Fang Xinxin frunció el ceño.
—¿Qué quieres decir con “accidentalmente”? Ella me causó problemas intencionalmente, ¿de acuerdo? —Luego repitió todo el incidente al Anciano.
La expresión del Anciano Bai era severa mientras reprendía a Huang Zhishu.
—¿No ha sabido siempre Jingrou mantenerse dentro de sus límites? Xinxin es la Señora Bai, y aun así se atrevió a causar problemas en la Compañía de Juegos Jiao Yang. En ese caso, deja que permanezca en la comisaría unos días para que reflexione sobre sus errores.
—Pero, Padre… Jingrou siempre ha sido mimada. Cómo podría soportar esto… —Huang Zhishu estaba nerviosa.
—¡Ya que cometió un error, tiene que responsabilizarse de ello. No hay nada más que decir! —El Anciano Bai parecía resuelto a mantener su decisión.
Huang Zhishu retrocedió obedientemente. Miró secretamente a Fang Xinxin y un destello de maldad pasó por sus ojos.
¡Esta prostituta barata! Era una cosa que hubiera ocupado la posición de su hija como Señora Bai. ¡Y ahora había causado que su destacada hija fuera detenida! ¡Estaba furiosa hasta la muerte!

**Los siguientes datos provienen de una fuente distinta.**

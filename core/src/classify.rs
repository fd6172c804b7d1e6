//! Pattern-set classification of artifact content.
//!
//! Error patterns take precedence over success patterns: a log line like
//! "completed successfully despite 2 retries, no error" must not be reported
//! clean when it also carries a recognized failure token. Content matching
//! neither set stays a distinct [`Classification::Unresolved`] rather than
//! being coerced to `Error` — the downstream remediation differs (widen the
//! pattern coverage vs. investigate the job).

use serde::{Deserialize, Serialize};

/// Outcome of classifying one artifact.
#[derive(Debug, Clone, Copy, Serialize, Deserialize, PartialEq, Eq, Hash)]
#[serde(rename_all = "snake_case")]
pub enum Classification {
    /// A success pattern matched and no error pattern did.
    Success,
    /// An error pattern matched.
    Error,
    /// No artifact was found, or no pattern matched the content.
    Unresolved,
}

impl Classification {
    /// The tracker cell value for this classification.
    pub fn as_str(&self) -> &'static str {
        match self {
            Classification::Success => "success",
            Classification::Error => "error",
            Classification::Unresolved => "unresolved",
        }
    }
}

impl std::fmt::Display for Classification {
    fn fmt(&self, f: &mut std::fmt::Formatter<'_>) -> std::fmt::Result {
        f.write_str(self.as_str())
    }
}

/// Configured substring sets used to classify artifact content.
///
/// Needles are lowercased once at construction; matching is case-insensitive.
#[derive(Debug, Clone, PartialEq, Eq)]
pub struct PatternSet {
    success: Vec<String>,
    error: Vec<String>,
}

impl PatternSet {
    /// Build a pattern set from two lists of substrings.
    pub fn new<S: AsRef<str>>(success: &[S], error: &[S]) -> Self {
        Self {
            success: normalize(success.iter().map(AsRef::as_ref)),
            error: normalize(error.iter().map(AsRef::as_ref)),
        }
    }

    /// Parse comma-separated pattern lists, e.g. `"*** Failure,*** Error:"`.
    /// Empty entries are dropped.
    pub fn from_comma_lists(success: &str, error: &str) -> Self {
        Self {
            success: normalize(success.split(',')),
            error: normalize(error.split(',')),
        }
    }

    /// Whether both pattern lists are empty.
    pub fn is_empty(&self) -> bool {
        self.success.is_empty() && self.error.is_empty()
    }

    pub fn success_patterns(&self) -> &[String] {
        &self.success
    }

    pub fn error_patterns(&self) -> &[String] {
        &self.error
    }
}

fn normalize<'a>(raw: impl Iterator<Item = &'a str>) -> Vec<String> {
    raw.map(str::trim)
        .filter(|s| !s.is_empty())
        .map(str::to_lowercase)
        .collect()
}

/// Classify one artifact's raw content against the configured pattern sets.
///
/// Pure: identical (content, patterns) pairs always yield the same result.
pub fn classify(content: &str, patterns: &PatternSet) -> Classification {
    let haystack = content.to_lowercase();

    // Error-first precedence; first match short-circuits.
    if patterns.error.iter().any(|p| haystack.contains(p.as_str())) {
        return Classification::Error;
    }
    if patterns
        .success
        .iter()
        .any(|p| haystack.contains(p.as_str()))
    {
        return Classification::Success;
    }
    Classification::Unresolved
}

#[cfg(test)]
mod tests {
    use super::*;
    use pretty_assertions::assert_eq;

    fn patterns() -> PatternSet {
        PatternSet::from_comma_lists("Execution Return Code: 0", "*** Failure,*** Error:")
    }

    #[test]
    fn success_keyword_matches() {
        let content = "Some log line\nExecution Return Code: 0\n";
        assert_eq!(classify(content, &patterns()), Classification::Success);
    }

    #[test]
    fn error_keyword_matches() {
        let content = "Something happened\n  *** Error: Something bad\n";
        assert_eq!(classify(content, &patterns()), Classification::Error);
    }

    #[test]
    fn error_takes_precedence_over_success() {
        // Scenario: both a success token and an error token present.
        let patterns = PatternSet::from_comma_lists("OK", "failed,exception");
        let content = "Step 1 OK\nStep 2 failed: exception";
        assert_eq!(classify(content, &patterns), Classification::Error);
    }

    #[test]
    fn no_match_is_unresolved() {
        let content = "nothing recognizable here";
        assert_eq!(classify(content, &patterns()), Classification::Unresolved);
    }

    #[test]
    fn matching_is_case_insensitive() {
        let patterns = PatternSet::from_comma_lists("JOB SUCCESS", "JOB ERROR");
        assert_eq!(
            classify("...\njob success\n", &patterns),
            Classification::Success
        );
        assert_eq!(
            classify("...\nJob Error\n", &patterns),
            Classification::Error
        );
    }

    #[test]
    fn classification_is_deterministic() {
        let content = "Step 1 OK\nExecution Return Code: 0";
        let first = classify(content, &patterns());
        for _ in 0..10 {
            assert_eq!(classify(content, &patterns()), first);
        }
    }

    #[test]
    fn comma_list_parsing_drops_empty_entries() {
        let set = PatternSet::from_comma_lists(" OK , ,", "failed,");
        assert_eq!(set.success_patterns(), &["ok".to_string()]);
        assert_eq!(set.error_patterns(), &["failed".to_string()]);
    }

    #[test]
    fn empty_pattern_set_always_unresolved() {
        let set = PatternSet::from_comma_lists("", "");
        assert!(set.is_empty());
        assert_eq!(
            classify("Execution Return Code: 0", &set),
            Classification::Unresolved
        );
    }
}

Fang Xinxin ayudó al Anciano Bai a regresar a su habitación para descansar y luego se sentó en el patio trasero para contemplar el atardecer.
El sol se acercaba al horizonte y pintaba el cielo con sus colores. El rojo, naranja y verde se entrelazaban entre sí… y el cielo del atardecer parecía como una ilusión. ¡Era difícil apartar la mirada de esta hermosa vista!
Bai Chenxi estaba de pie detrás de Fang Xinxin y observaba cómo los impresionantes colores del atardecer amplificaban su deslumbrante figura. ¡Su belleza era de otro mundo!
Su corazón no pudo evitar dar un vuelco.
La apariencia de esta mujer realmente lo dejaba asombrado.
Bai Chenxi vio que no había nadie más alrededor. Se acercó a ella.
—Xinxin.
Ella lo miró fríamente.
—Llámame Señora Bai.
—Xinxin, crecimos juntos. Somos amigos de la infancia…
Ella no se molestó con sus palabras y rápidamente se dio la vuelta para irse. Él se apresuró a detenerla.